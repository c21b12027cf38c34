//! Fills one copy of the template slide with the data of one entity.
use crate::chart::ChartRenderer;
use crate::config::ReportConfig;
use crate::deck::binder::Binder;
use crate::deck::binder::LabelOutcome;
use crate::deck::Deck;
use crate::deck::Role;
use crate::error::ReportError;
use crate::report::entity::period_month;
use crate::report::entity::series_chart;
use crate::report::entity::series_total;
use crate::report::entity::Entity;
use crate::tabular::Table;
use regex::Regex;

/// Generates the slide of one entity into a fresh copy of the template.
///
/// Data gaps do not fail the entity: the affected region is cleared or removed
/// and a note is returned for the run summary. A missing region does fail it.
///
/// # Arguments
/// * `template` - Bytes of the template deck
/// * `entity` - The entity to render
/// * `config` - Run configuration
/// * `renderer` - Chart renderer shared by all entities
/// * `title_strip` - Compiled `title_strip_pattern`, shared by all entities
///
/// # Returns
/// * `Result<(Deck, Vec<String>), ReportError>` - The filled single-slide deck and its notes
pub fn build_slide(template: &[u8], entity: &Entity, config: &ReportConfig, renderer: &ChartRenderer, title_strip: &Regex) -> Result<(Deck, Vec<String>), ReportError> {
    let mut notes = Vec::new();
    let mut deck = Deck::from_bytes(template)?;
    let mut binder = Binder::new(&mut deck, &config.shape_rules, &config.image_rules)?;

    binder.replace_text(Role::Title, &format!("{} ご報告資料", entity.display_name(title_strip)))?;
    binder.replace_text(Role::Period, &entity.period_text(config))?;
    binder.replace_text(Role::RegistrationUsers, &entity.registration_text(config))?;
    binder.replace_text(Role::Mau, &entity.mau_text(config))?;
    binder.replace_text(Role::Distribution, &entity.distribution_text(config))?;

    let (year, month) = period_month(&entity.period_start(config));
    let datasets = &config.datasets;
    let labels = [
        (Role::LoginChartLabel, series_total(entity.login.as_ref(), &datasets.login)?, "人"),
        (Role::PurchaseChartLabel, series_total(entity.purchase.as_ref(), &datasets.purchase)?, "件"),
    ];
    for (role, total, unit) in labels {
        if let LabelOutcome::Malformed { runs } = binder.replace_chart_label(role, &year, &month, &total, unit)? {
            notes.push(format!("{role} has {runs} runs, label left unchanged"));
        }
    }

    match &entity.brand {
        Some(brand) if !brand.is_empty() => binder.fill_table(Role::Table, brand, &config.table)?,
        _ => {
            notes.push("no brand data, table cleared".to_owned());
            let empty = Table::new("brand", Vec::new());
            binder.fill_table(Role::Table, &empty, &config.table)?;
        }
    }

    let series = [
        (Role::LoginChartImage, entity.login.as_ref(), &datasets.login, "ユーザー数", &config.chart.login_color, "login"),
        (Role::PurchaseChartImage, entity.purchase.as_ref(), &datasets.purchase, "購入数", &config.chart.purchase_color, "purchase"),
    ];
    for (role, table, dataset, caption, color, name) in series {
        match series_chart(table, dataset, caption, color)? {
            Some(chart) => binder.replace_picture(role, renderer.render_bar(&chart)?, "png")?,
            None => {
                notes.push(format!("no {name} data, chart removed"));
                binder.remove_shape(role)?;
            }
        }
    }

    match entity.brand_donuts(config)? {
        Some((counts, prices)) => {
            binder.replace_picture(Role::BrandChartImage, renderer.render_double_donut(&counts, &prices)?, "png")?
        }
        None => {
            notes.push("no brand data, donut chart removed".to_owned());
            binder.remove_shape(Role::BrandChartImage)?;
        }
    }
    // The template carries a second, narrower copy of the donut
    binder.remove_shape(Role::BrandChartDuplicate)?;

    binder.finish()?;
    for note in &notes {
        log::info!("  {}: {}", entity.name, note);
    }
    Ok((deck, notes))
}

----

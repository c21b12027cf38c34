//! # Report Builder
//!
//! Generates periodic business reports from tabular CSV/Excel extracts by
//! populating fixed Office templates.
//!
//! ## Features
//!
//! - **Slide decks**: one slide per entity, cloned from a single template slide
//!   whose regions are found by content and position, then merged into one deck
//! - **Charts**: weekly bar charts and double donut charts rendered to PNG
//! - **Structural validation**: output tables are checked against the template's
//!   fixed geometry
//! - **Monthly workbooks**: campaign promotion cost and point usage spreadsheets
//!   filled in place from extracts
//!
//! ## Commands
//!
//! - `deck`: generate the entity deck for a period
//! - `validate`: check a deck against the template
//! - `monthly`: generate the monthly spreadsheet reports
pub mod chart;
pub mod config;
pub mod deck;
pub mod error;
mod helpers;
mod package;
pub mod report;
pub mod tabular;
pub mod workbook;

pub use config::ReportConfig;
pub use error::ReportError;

----

• _Prompt_:
In the entries above, find the line holding "if let LabelOutcome::Malformed" and the line holding "binder.fill_table(Role::Table, &empty, &config.table)?;", then retype exactly those two lines and every line between them, and nothing else.

• _Exercise result_:
        if let LabelOutcome::Malformed { runs } = binder.replace_chart_label(role, &year, &month, &total, unit)? {
            notes.push(format!("{role} has {runs} runs, label left unchanged"));
        }
    }

    match &entity.brand {
        Some(brand) if !brand.is_empty() => binder.fill_table(Role::Table, brand, &config.table)?,
        _ => {
            notes.push("no brand data, table cleared".to_owned());
            let empty = Table::new("brand", Vec::new());
            binder.fill_table(Role::Table, &empty, &config.table)?;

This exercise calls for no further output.